Funny thing, I had been building my Sunday evening around watching the NCAA women’s Division I national championship basketball game, but much to my surprise, the game was played on Sunday afternoon beginning at 3:30 p.m. Eastern, which would have been 2:30 p.m. in Dallas, the site of this year’s women’s Final Four.

My friend Rich and I caught most of it after Sunday afternoon’s Orioles loss to Boston when Rich said he wanted to watch the women’s game and turned the channel, and the first quarter was just coming to a close.

In case you weren’t aware, LSU beat Iowa on Sunday for the NCAA title, 102-85, in a very entertaining game, other than the horrible officiating, that LSU was certainly in control of, but had to fight to the end to comfortably maintain, if that makes any sense; but that’s the way it was.

Iowa, of course, was led by magnificent junior guard Caitlin Clark, who scored 30 points and had eight assists despite being in foul trouble for most of the game, which is not necessarily the reason the officiating was so horrible.

LSU, in winning the national championship under head coach Kim Mulkey, a Basketball Hall of Famer who previously coached Baylor to three titles, had five players in double figures, three with 20, led by former West Virginia player Jasmine Carson with 22 and Maryland transfer Angel Reese with 15 points and 10 rebounds. Reese, the former St. Frances Academy and Bishop Walsh Girls Invitational great, was voted Most Outstanding Player of the NCAA Tournament.

Again, it was a very entertaining and exciting game despite the margin of the score, because LSU is so legitimate and Caitlin Clark is some kind of special basketball player.

As soon as we had the game on, the eye test came through right away – LSU was just different. The Tigers are long, lean, fast, talented and deep. They are so, so impressive and, despite the fight of Iowa, were able to hold the Hawkeyes at arm’s length, before once again pulling away to a comfortable margin.

Clark, to me, is a joy to watch, though there are things she does on the court that annoy me.

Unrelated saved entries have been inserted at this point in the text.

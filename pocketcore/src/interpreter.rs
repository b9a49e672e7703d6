//! Input interpreter — one button press at a time
//!
//! [`dispatch`] is a pure transition: it takes the current state by value
//! and returns the next one. Rules are checked in priority order:
//!
//! 1. **Clear** resets to the initial state.
//! 2. **Equals** evaluates only when both operands and an operator exist;
//!    otherwise it does nothing.
//! 3. **Operator** selects the pending operator once a first operand exists.
//! 4. **Digit** appends to the first operand, or to the second once an
//!    operator is pending.
//!
//! Digits are never validated on entry. Malformed operands surface as
//! `"Error"` when `=` is pressed.

use crate::evaluator;
use crate::state::CalculatorState;
use crate::token::{Digit, Operator, Token};

pub fn dispatch(state: CalculatorState, token: Token) -> CalculatorState {
    tracing::trace!(%token, display = %state.display, "dispatch");
    match token {
        Token::Clear => CalculatorState::new(),
        Token::Equals => equals(state),
        Token::Operator(op) => select_operator(state, op),
        Token::Digit(digit) => push_digit(state, digit),
    }
}

/// Feed a sequence of tokens through [`dispatch`].
pub fn dispatch_all<I>(state: CalculatorState, tokens: I) -> CalculatorState
where
    I: IntoIterator<Item = Token>,
{
    tokens.into_iter().fold(state, dispatch)
}

fn equals(mut state: CalculatorState) -> CalculatorState {
    let op = match state.pending_operator {
        Some(op) if !state.first_operand.is_empty() && !state.second_operand.is_empty() => op,
        _ => return state,
    };

    let result = evaluator::evaluate_or_marker(&state.first_operand, &state.second_operand, op);
    tracing::debug!(
        first = %state.first_operand,
        %op,
        second = %state.second_operand,
        %result,
        "evaluated"
    );

    state.display = result.clone();
    state.first_operand = result;
    state.second_operand.clear();
    state.pending_operator = None;
    state
}

fn select_operator(mut state: CalculatorState, op: Operator) -> CalculatorState {
    if state.first_operand.is_empty() {
        return state;
    }
    // A second operand typed so far is kept; only the operator changes.
    state.pending_operator = Some(op);
    state.display = format!("{} {}", state.first_operand, op);
    state
}

fn push_digit(mut state: CalculatorState, digit: Digit) -> CalculatorState {
    match state.pending_operator {
        None => {
            state.first_operand.push(digit.as_char());
            state.display = state.first_operand.clone();
        }
        Some(op) => {
            state.second_operand.push(digit.as_char());
            state.display = format!("{} {} {}", state.first_operand, op, state.second_operand);
        }
    }
    state
}

#[cfg(test)]
mod tests {
    use super::*;

    fn press(labels: &[&str]) -> CalculatorState {
        let tokens = labels
            .iter()
            .map(|l| Token::from_label(l).expect("known label"));
        dispatch_all(CalculatorState::new(), tokens)
    }

    #[test]
    fn test_digits_accumulate_first_operand() {
        for seq in ["0", "7", "42", "0012", "9876543210"] {
            let labels: Vec<String> = seq.chars().map(|c| c.to_string()).collect();
            let labels: Vec<&str> = labels.iter().map(String::as_str).collect();
            let state = press(&labels);
            assert_eq!(state.first_operand(), seq);
            assert_eq!(state.display(), seq);
            assert_eq!(state.pending_operator(), None);
            assert_eq!(state.second_operand(), "");
        }
    }

    #[test]
    fn test_end_to_end_addition() {
        let state = press(&["7", "+", "3", "="]);
        assert_eq!(state.display(), "10");
        assert_eq!(state.first_operand(), "10");
        assert_eq!(state.second_operand(), "");
        assert_eq!(state.pending_operator(), None);
    }

    #[test]
    fn test_display_while_typing_expression() {
        let state = press(&["1", "2", "*"]);
        assert_eq!(state.display(), "12 *");
        let state = dispatch(state, Token::from_label("4").unwrap());
        assert_eq!(state.display(), "12 * 4");
        let state = dispatch(state, Token::from_label("5").unwrap());
        assert_eq!(state.display(), "12 * 45");
        assert_eq!(state.second_operand(), "45");
        assert_eq!(dispatch(state, Token::Equals).display(), "540");
    }

    #[test]
    fn test_clear_resets_any_state() {
        for labels in [
            &[][..],
            &["5"][..],
            &["5", "/"][..],
            &["5", "/", "0"][..],
            &["5", "/", "0", "="][..],
        ] {
            let state = dispatch(press(labels), Token::Clear);
            assert!(state.is_initial());
        }
    }

    #[test]
    fn test_clear_is_idempotent() {
        let once = dispatch(press(&["8", "-", "2"]), Token::Clear);
        let twice = dispatch(once.clone(), Token::Clear);
        assert_eq!(once, twice);
    }

    #[test]
    fn test_premature_equals_is_inert() {
        let state = press(&["4", "2"]);
        assert_eq!(dispatch(state.clone(), Token::Equals), state);

        let state = press(&["4", "2", "+"]);
        assert_eq!(dispatch(state.clone(), Token::Equals), state);

        let state = CalculatorState::new();
        assert_eq!(dispatch(state.clone(), Token::Equals), state);
    }

    #[test]
    fn test_operator_without_first_operand_is_inert() {
        let state = press(&["-"]);
        assert!(state.is_initial());
        let state = press(&["*", "/", "+"]);
        assert!(state.is_initial());
    }

    #[test]
    fn test_operator_replaces_pending_operator() {
        let state = press(&["9", "+", "-"]);
        assert_eq!(state.pending_operator(), Some(Operator::Minus));
        assert_eq!(state.display(), "9 -");
    }

    #[test]
    fn test_operator_keeps_typed_second_operand() {
        let state = press(&["9", "+", "4", "*"]);
        assert_eq!(state.display(), "9 *");
        assert_eq!(state.second_operand(), "4");
        assert_eq!(dispatch(state, Token::Equals).display(), "36");
    }

    #[test]
    fn test_result_chains_into_next_operation() {
        let state = press(&["7", "+", "3", "=", "*", "2", "="]);
        assert_eq!(state.display(), "20");
        assert_eq!(state.first_operand(), "20");
    }

    #[test]
    fn test_digits_append_to_result() {
        let state = press(&["2", "+", "3", "=", "1"]);
        assert_eq!(state.first_operand(), "51");
        assert_eq!(state.display(), "51");
    }

    #[test]
    fn test_division_by_zero_shows_infinity() {
        let state = press(&["1", "/", "0", "="]);
        assert_eq!(state.display(), "inf");
        assert_eq!(state.first_operand(), "inf");
    }

    #[test]
    fn test_error_is_recoverable() {
        // "NaN" parses, "NaN1" does not
        let state = press(&["0", "/", "0", "="]);
        assert_eq!(state.display(), "NaN");
        let state = dispatch_all(
            state,
            ["1", "+", "1", "="].map(|l| Token::from_label(l).unwrap()),
        );
        assert_eq!(state.display(), "Error");
        assert_eq!(state.first_operand(), "Error");

        // digits still work after an error, evaluation keeps failing
        let state = dispatch_all(
            state,
            ["4", "+", "1", "="].map(|l| Token::from_label(l).unwrap()),
        );
        assert_eq!(state.display(), "Error");

        // and Clear brings everything back
        assert!(dispatch(state, Token::Clear).is_initial());
    }

    #[test]
    fn test_invariant_holds_along_random_walk() {
        let labels = ["1", "+", "=", "C", "0", "/", "9", "*", "-", "=", "5", "C", "3"];
        let mut state = CalculatorState::new();
        // deterministic pseudo-random walk over the keypad
        let mut seed: u32 = 17;
        for _ in 0..500 {
            seed = seed.wrapping_mul(1_103_515_245).wrapping_add(12_345);
            let label = labels[(seed >> 16) as usize % labels.len()];
            state = dispatch(state, Token::from_label(label).unwrap());
            if !state.second_operand().is_empty() {
                assert!(!state.first_operand().is_empty());
                assert!(state.pending_operator().is_some());
            }
        }
    }
}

She constantly pushes off and has taunted opponents with “You Can’t See Me,” so lay off Angel Reese. If you can’t take your own stuff, leave your stuff at home.

Watching Clark play is like watching a skilled technician play on roller blades. She can shoot like nobody’s business, she’s cool as hell, she’s confident, even brash to a fault, seemingly a great teammate, and can pass with anybody – woman or man – in today’s game.

I have heard her game be compared to Larry Bird’s game, which is a great compliment, but my eye test on Clark’s game brings to mind the game of the late, great Pete Maravich, who starred at LSU, because of the speed with which she plays when her team has the ball.

No, Clark does not play with the flash of Maravich, but her energy, her speed, her skill, her obvious practice skills, her shooting and her passing say Pistol Pete to me.

Clark and Reese are the best players in the country for different reasons and it was all on display for all of us to see on Sunday afternoon, which annoys me even more.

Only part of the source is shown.